Metabolomics evaluation of the photochemical impact of violet-blue light (405 nm) on ex vivo platelet concentrates.

Jinchun Sun, Neetu Dahiya, Thomas Schmitt, Caitlin Stewart, John Anderson, Scott MacGregor, Michelle Maclean, Richard D Beger, Chintamani D Atreya
Author Information
  1. Jinchun Sun: Division of Systems Biology, National Center for Toxicological Research, United States Food and Drug Administration, 3900 NCTR Road, Jefferson, AR, 72079, USA. Jinchun.Sun@fda.hhs.gov.
  2. Neetu Dahiya: Office of Blood Research and Review, Center for Biologics Evaluation and Research, United States Food and Drug Administration, Silver Spring, MD, USA.
  3. Thomas Schmitt: Division of Systems Biology, National Center for Toxicological Research, United States Food and Drug Administration, 3900 NCTR Road, Jefferson, AR, 72079, USA.
  4. Caitlin Stewart: The Robertson Trust Laboratory for Electronic Sterilization Technologies, Department of Electronic and Electrical Engineering, University of Strathclyde, Glasgow, UK.
  5. John Anderson: The Robertson Trust Laboratory for Electronic Sterilization Technologies, Department of Electronic and Electrical Engineering, University of Strathclyde, Glasgow, UK.
  6. Scott MacGregor: The Robertson Trust Laboratory for Electronic Sterilization Technologies, Department of Electronic and Electrical Engineering, University of Strathclyde, Glasgow, UK.
  7. Michelle Maclean: The Robertson Trust Laboratory for Electronic Sterilization Technologies, Department of Electronic and Electrical Engineering, University of Strathclyde, Glasgow, UK.
  8. Richard D Beger: Division of Systems Biology, National Center for Toxicological Research, United States Food and Drug Administration, 3900 NCTR Road, Jefferson, AR, 72079, USA.
  9. Chintamani D Atreya: Office of Blood Research and Review, Center for Biologics Evaluation and Research, United States Food and Drug Administration, Silver Spring, MD, USA.
PMID: 37855954 DOI: 10.1007/s11306-023-02050-6

Abstract

INTRODUCTION: Microbicidal violet-blue light in the visible spectrum (405 nm) has been under evaluation for pathogen inactivation in ex vivo human plasma and platelets (PLTs) stored in plasma.
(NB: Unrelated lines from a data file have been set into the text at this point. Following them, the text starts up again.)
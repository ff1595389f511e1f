use std::path::Path;

use thiserror::Error;
use tracing::info;

use super::ApiClient;
use crate::gateway::{ApiRequest, FilePart, GatewayError};
use crate::models::{IngestionLog, MessageResponse, Page};

const UPLOAD_PATH: &str = "/api/upload-csv/";
const INGESTION_LOGS_PATH: &str = "/api/ingestion-logs/";

#[derive(Debug, Error)]
pub enum UploadError {
    #[error("only .csv files can be uploaded, got '{0}'")]
    NotCsv(String),
    #[error("could not read '{path}': {source}")]
    Read {
        path: String,
        #[source]
        source: std::io::Error,
    },
    #[error(transparent)]
    Gateway(#[from] GatewayError),
}

fn is_csv(file_name: &str) -> bool {
    Path::new(file_name)
        .extension()
        .is_some_and(|ext| ext.eq_ignore_ascii_case("csv"))
}

impl ApiClient {
    /// Hand a CSV file to the server for background ingestion.
    pub async fn upload_csv(
        &self,
        file_name: &str,
        bytes: Vec<u8>,
    ) -> Result<MessageResponse, UploadError> {
        if !is_csv(file_name) {
            return Err(UploadError::NotCsv(file_name.to_string()));
        }

        let size = bytes.len();
        let request = ApiRequest::post(UPLOAD_PATH).with_file(FilePart {
            field_name: "file".to_string(),
            file_name: file_name.to_string(),
            mime: "text/csv".to_string(),
            bytes,
        });
        let accepted: MessageResponse = self.gateway().send_json(request).await?;
        info!(file_name, size, "CSV upload accepted");
        Ok(accepted)
    }

    /// Read `path` from disk and upload it.
    pub async fn upload_csv_file(&self, path: &Path) -> Result<MessageResponse, UploadError> {
        let file_name = path
            .file_name()
            .map(|n| n.to_string_lossy().into_owned())
            .unwrap_or_default();
        if !is_csv(&file_name) {
            return Err(UploadError::NotCsv(path.display().to_string()));
        }
        let bytes = tokio::fs::read(path).await.map_err(|source| UploadError::Read {
            path: path.display().to_string(),
            source,
        })?;
        self.upload_csv(&file_name, bytes).await
    }

    pub async fn list_ingestion_logs(&self) -> Result<Page<IngestionLog>, GatewayError> {
        self.gateway()
            .send_json(ApiRequest::get(INGESTION_LOGS_PATH))
            .await
    }
}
Results to date have demonstrated that several blood-borne infectious disease-causing pathogens can be successfully reduced to significantly low levels in the light-treated plasma and PLTs.
METHOD: In order to evaluate whether the microbicidal 405 nm light is safe for the treatment of PLT concentrates for pathogen inactivation, LC/MS-based metabolomics analyses were performed to evaluate the overall impact of 405 nm violet-blue light treatment on ex vivo PLT concentrates suspended in plasma and on plasma itself, and to identify metabolome changes in intra-platelet and extra-cellular medium (i.e., plasma).
RESULTS: The metabolomics data identified that platelet activating factors (PAFs), agonists and prostaglandins, which can influence PLT basic functions such as integrity, activation, and aggregation potential were unaltered, suggesting that 405 nm light illumination is safe regarding PLT basic functions. Distinct increases in hydroxyl fatty acids and aldehydes, as well as decreases in antioxidant metabolites indicated that reactive oxygen species (ROS) were generated at high levels after only one hour of exposure to 405 nm light. Distinctly changed endogenous photosensitizer metabolites after 1 h of light exposure provided good evidence that 405 nm light was an effective microbicide acting through ROS mechanism and no external additive photosensitizers were required.

Keywords

Ex vivo platelet concentrates Functional consequences Metabolomics Pathogen reduction technologies Reactive oxygen species Violet-blue light (405 nm)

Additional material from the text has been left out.